It can be hard to track all of the vitamins that are out there and which ones are the most important to take. Everyone is aware of vitamins A-D, but why does B get a bunch of numbers? Is there a Vitamin F you should be worrying about?
Every vitamin you take has certain benefits to it but today we’re going to be focusing on one vitamin in particular: Vitamin C. This vitamin is often what people tell you that you should be ingesting by the tenfold as soon as you start sneezing.
Besides fighting the common cold, Vitamin C also has a number of benefits like lowering your blood pressure and playing a hand in fighting some chronic diseases. Doctors recommend you get between 60-90 milligrams per day.
Most people know that oranges and orange juice come loaded with plenty of vitamin C, but what are some other options? Where else can you get this essential vitamin?
Below, we’re going to go over plenty of other food sources where you can be getting plenty of vitamin C.
One vegetable that has certainly risen in popularity over the past few years, kale is a great option for those who love salads and vegetables themselves.
This leafy green food is packed with vitamin C, giving you about 80 mg per cup of kale. While cooking does reduce the amount of vitamin C in kale, some studies show that by boiling or steaming it you can release more of the antioxidants.
Everyone knows broccoli because everyone remembers the first time they were presented with this tree-like vegetable. It was gross and there was no way you were going to eat it.
A half-cup of cooked broccoli provides about 50 mg of vitamin C, around half of your recommended daily value. Broccoli has also been linked to a decreased risk of cancer and heart disease.
This make sense, right? You might have often heard of scurvy running rampant through sailors on the high seas who didn’t get enough vitamin C.

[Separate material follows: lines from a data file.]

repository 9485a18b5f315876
use std::sync::Arc;

use axum::extract::{Path, State};
use axum::response::IntoResponse;
use axum::Json;
use serde::Deserialize;
use serde_json::json;

use crate::core::errors::ApiError;
use crate::llm::types::ChatMessage;
use crate::state::AppState;

#[derive(Debug, Deserialize)]
pub struct CreateChatRequest {
    pub title: Option<String>,
    pub user_id: Option<String>,
}

#[derive(Debug, Deserialize)]
pub struct UpdateChatRequest {
    pub title: String,
}

#[derive(Debug, Deserialize)]
pub struct PostMessageRequest {
    pub content: String,
}

pub async fn list_chats(
    State(state): State<Arc<AppState>>,
) -> Result<impl IntoResponse, ApiError> {
    let chats = state.conversations.list_chats();
    Ok(Json(json!({ "chats": chats })))
}

pub async fn create_chat(
    State(state): State<Arc<AppState>>,
    Json(payload): Json<CreateChatRequest>,
) -> Result<impl IntoResponse, ApiError> {
    let chat = state.conversations.create_chat(payload.title, payload.user_id);
    Ok(Json(json!({ "chat": chat })))
}

pub async fn get_chat(
    State(state): State<Arc<AppState>>,
    Path(chat_id): Path<u64>,
) -> Result<impl IntoResponse, ApiError> {
    let chat = state
        .conversations
        .get_chat(chat_id)
        .ok_or_else(|| ApiError::NotFound("Chat not found".to_string()))?;
    let messages = state.conversations.messages_for_chat(chat_id);
    Ok(Json(json!({ "chat": chat, "messages": messages })))
}

pub async fn update_chat(
    State(state): State<Arc<AppState>>,
    Path(chat_id): Path<u64>,
    Json(payload): Json<UpdateChatRequest>,
) -> Result<impl IntoResponse, ApiError> {
    if !state.conversations.update_chat_title(chat_id, &payload.title) {
        return Err(ApiError::NotFound("Chat not found".to_string()));
    }
    Ok(Json(json!({ "success": true })))
}

pub async fn delete_chat(
    State(state): State<Arc<AppState>>,
    Path(chat_id): Path<u64>,
) -> Result<impl IntoResponse, ApiError> {
    if !state.conversations.delete_chat(chat_id) {
        return Err(ApiError::NotFound("Chat not found".to_string()));
    }
    Ok(Json(json!({ "success": true })))
}

pub async fn get_chat_messages(
    State(state): State<Arc<AppState>>,
    Path(chat_id): Path<u64>,
) -> Result<impl IntoResponse, ApiError> {
    let messages = state.conversations.messages_for_chat(chat_id);
    Ok(Json(json!({ "messages": messages })))
}

/// Runs the full query pipeline for a chat. History is read through the
/// capped store view and mapped to role+content pairs; citation sources
/// never reach the completion provider.
pub async fn post_message(
    State(state): State<Arc<AppState>>,
    Path(chat_id): Path<u64>,
    Json(payload): Json<PostMessageRequest>,
) -> Result<impl IntoResponse, ApiError> {
    let history: Vec<ChatMessage> = state
        .conversations
        .messages_for_chat(chat_id)
        .into_iter()
        .map(|m| ChatMessage {
            role: m.role.as_str().to_string(),
            content: m.content,
        })
        .collect();

    let outcome = state
        .pipeline
        .process_query(chat_id, &payload.content, &history)
        .await?;

    Ok(Json(json!({
        "content": outcome.content,
        "sources": outcome.sources,
    })))
}
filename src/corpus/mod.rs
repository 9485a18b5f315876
//! Fixed document corpus with category and substring queries.

pub mod seed;

use crate::models::Document;

/// Read-only store over the reference corpus. Built once at startup and
/// never mutated; the retrieval index keeps its own copies alongside any
/// embeddings.
pub struct DocumentStore {
    docs: Vec<Document>,
}

impl DocumentStore {
    pub fn from_documents(docs: Vec<Document>) -> Self {
        Self { docs }
    }

    pub fn seeded() -> Self {
        Self::from_documents(seed::seed_documents())
    }

    pub fn all(&self) -> &[Document] {
        &self.docs
    }

    pub fn by_id(&self, id: u64) -> Option<&Document> {
        self.docs.iter().find(|d| d.id == id)
    }

    /// Exact label match against the fixed category enumeration; an unknown
    /// label simply matches nothing.
    pub fn by_category<'a>(&'a self, category: &str) -> Vec<&'a Document> {
        self.docs
            .iter()
            .filter(|d| d.category() == category)
            .collect()
    }

    /// Case-insensitive substring search over title and content.
    pub fn search(&self, needle: &str) -> Vec<&Document> {
        let needle = needle.to_lowercase();
        self.docs
            .iter()
            .filter(|d| {
                d.title.to_lowercase().contains(&needle)
                    || d.content.to_lowercase().contains(&needle)
            })
            .collect()
    }

    pub fn len(&self) -> usize {
        self.docs.len()
    }

    pub fn is_empty(&self) -> bool {
        self.docs.is_empty()
    }
}
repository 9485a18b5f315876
pub mod handlers;
pub mod router;
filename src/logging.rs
use std::path::Path;
use std::sync::OnceLock;

use tracing_appender::non_blocking::WorkerGuard;
use tracing_subscriber::layer::SubscriberExt;
use tracing_subscriber::util::SubscriberInitExt;

static LOG_GUARD: OnceLock<WorkerGuard> = OnceLock::new();

pub fn init(log_dir: Option<&Path>) {
    let env_filter = tracing_subscriber::EnvFilter::try_from_default_env()
        .unwrap_or_else(|_| tracing_subscriber::EnvFilter::new("info"));

    let stdout_layer = tracing_subscriber::fmt::layer().with_target(false);

    let file_layer = log_dir.map(|dir| {
        let _ = std::fs::create_dir_all(dir);
        let file_appender = tracing_appender::rolling::daily(dir, "server.log");
        let (non_blocking, guard) = tracing_appender::non_blocking(file_appender);
        let _ = LOG_GUARD.set(guard);
        tracing_subscriber::fmt::layer()
            .with_target(false)
            .with_ansi(false)
            .with_writer(non_blocking)
    });

    tracing_subscriber::registry()
        .with(env_filter)
        .with(stdout_layer)
        .with(file_layer)
        .init();
}
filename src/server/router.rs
use axum::http::header;
use axum::routing::get;
use axum::Router;
use std::sync::Arc;
use tower_http::cors::{Any, CorsLayer};
use tower_http::trace::TraceLayer;

use crate::server::handlers::{chats, documents, health};
use crate::state::AppState;

/// Thin request/response mapping over the core stores and pipeline; the
/// core's contract is the store and pipeline signatures, independent of
/// this transport.
pub fn router(state: Arc<AppState>) -> Router {
    let cors_layer = CorsLayer::new()
        .allow_origin(Any)
        .allow_methods(Any)
        .allow_headers([header::ACCEPT, header::CONTENT_TYPE]);

    Router::new()
        .route("/health", get(health::health))
        .route("/api/documents", get(documents::list_documents))
        .route("/api/documents/:document_id", get(documents::get_document))
        .route(
            "/api/chats",
            get(chats::list_chats).post(chats::create_chat),
        )
        .route(
            "/api/chats/:chat_id",
            get(chats::get_chat)
                .patch(chats::update_chat)
                .delete(chats::delete_chat),
        )
        .route(
            "/api/chats/:chat_id/messages",
            get(chats::get_chat_messages).post(chats::post_message),
        )
        .with_state(state)
        .layer(cors_layer)
        .layer(TraceLayer::new_for_http())
}
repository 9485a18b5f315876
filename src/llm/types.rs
use serde::{Deserialize, Serialize};

/// Role-tagged message as the completion endpoint understands it. Citation
/// sources never travel here; the orchestrator strips them before sending.
#[derive(Debug, Clone, Serialize, Deserialize)]
pub struct ChatMessage {
    pub role: String,
    pub content: String,
}

#[derive(Debug, Clone)]
pub struct CompletionRequest {
    pub messages: Vec<ChatMessage>,
    pub temperature: f64,
    pub max_tokens: u32,
}
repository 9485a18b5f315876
//! Periodic eviction sweep.
//!
//! The sweep runs on a fixed interval and calls `ConversationStore::evict`,
//! which takes the same lock as ordinary writes; a sweep can therefore never
//! interleave with a concurrent message or chat creation.

use std::sync::Arc;
use std::time::Duration;

use tokio::task::JoinHandle;

use super::ConversationStore;

pub fn spawn_sweep(store: Arc<ConversationStore>, period: Duration) -> JoinHandle<()> {
    tokio::spawn(async move {
        let mut ticker = tokio::time::interval(period);
        // The first tick fires immediately; skip it so the sweep starts one
        // full period after startup.
        ticker.tick().await;
        loop {
            ticker.tick().await;
            let report = store.evict();
            if report.is_empty() {
                tracing::debug!("eviction sweep found nothing to trim");
            }
        }
    })
}

#[cfg(test)]
mod tests {
    use super::*;
    use crate::core::config::RetentionConfig;
    use crate::models::MessageRole;

    #[tokio::test(start_paused = true)]
    async fn sweep_trims_on_schedule() {
        let store = Arc::new(ConversationStore::new(RetentionConfig {
            returned_messages: 5,
            max_messages_per_chat: 2,
            max_chats_per_user: 25,
            max_total_messages: 500,
            sweep_interval_secs: 900,
        }));

        let chat = store.create_chat(None, None);
        for i in 0..5 {
            store
                .create_message(chat.id, MessageRole::User, &format!("m{i}"), None)
                .expect("create message");
        }

        let handle = spawn_sweep(store.clone(), Duration::from_secs(900));
        tokio::time::sleep(Duration::from_secs(901)).await;

        assert_eq!(store.message_count(chat.id), 2);
        handle.abort();
    }
}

Even though lemons can make your face pucker immediately, they do come with plenty of vitamin C. One whole lemon provides almost your entire daily recommended intake of vitamin C but if you’re a normal human being, you’re probably not biting into lemons.
You can add them to your food or water for a bit of extra taste and vitamin C.
Ah finally, a fruit that tastes good! Strawberries are delicious and one cup of strawberries will provide you with 99% of your daily vitamin C intake.
Not only that, but strawberries are full of other nutrients like folate and antioxidants. They have been shown to prevent cancer, vascular disease, and dementia.
We’ll let you go wild with your own ideas for where you can start putting more strawberries in your daily diet.
Peppers come in all kinds of different colors and the good news is they’re all good for you. If you like a little bit of spice, you can try to eat those green chili peppers that often come with meals.
The bigger the sweet or bell pepper, the more vitamin C it has. For example, one cup of yellow peppers is loaded with 137 mg of vitamin C which is 150% of your daily recommended intake.
Peppers can be added to salads or meals, or you can make delicious stuffed peppers for the whole meal. You really can’t go wrong.
Another fruit that will make you pucker, kiwis are delicious little fruits that come packed with 71 mg of vitamin C. These furry fruits have also been linked to reducing blood clots and the risk of stroke.
In other studies, they have been shown to increase blood cell activity. Adding a kiwi to your diet is easy, just be prepared to have a sticky mouth and hands for a while.
Thyme and Parsley
While you’re not going to be eating these outright, thyme and parsley come with plenty of vitamin C. One ounce of thyme has about 45 mg of vitamin C while two tablespoons of parsley have about 10 mg of vitamin C.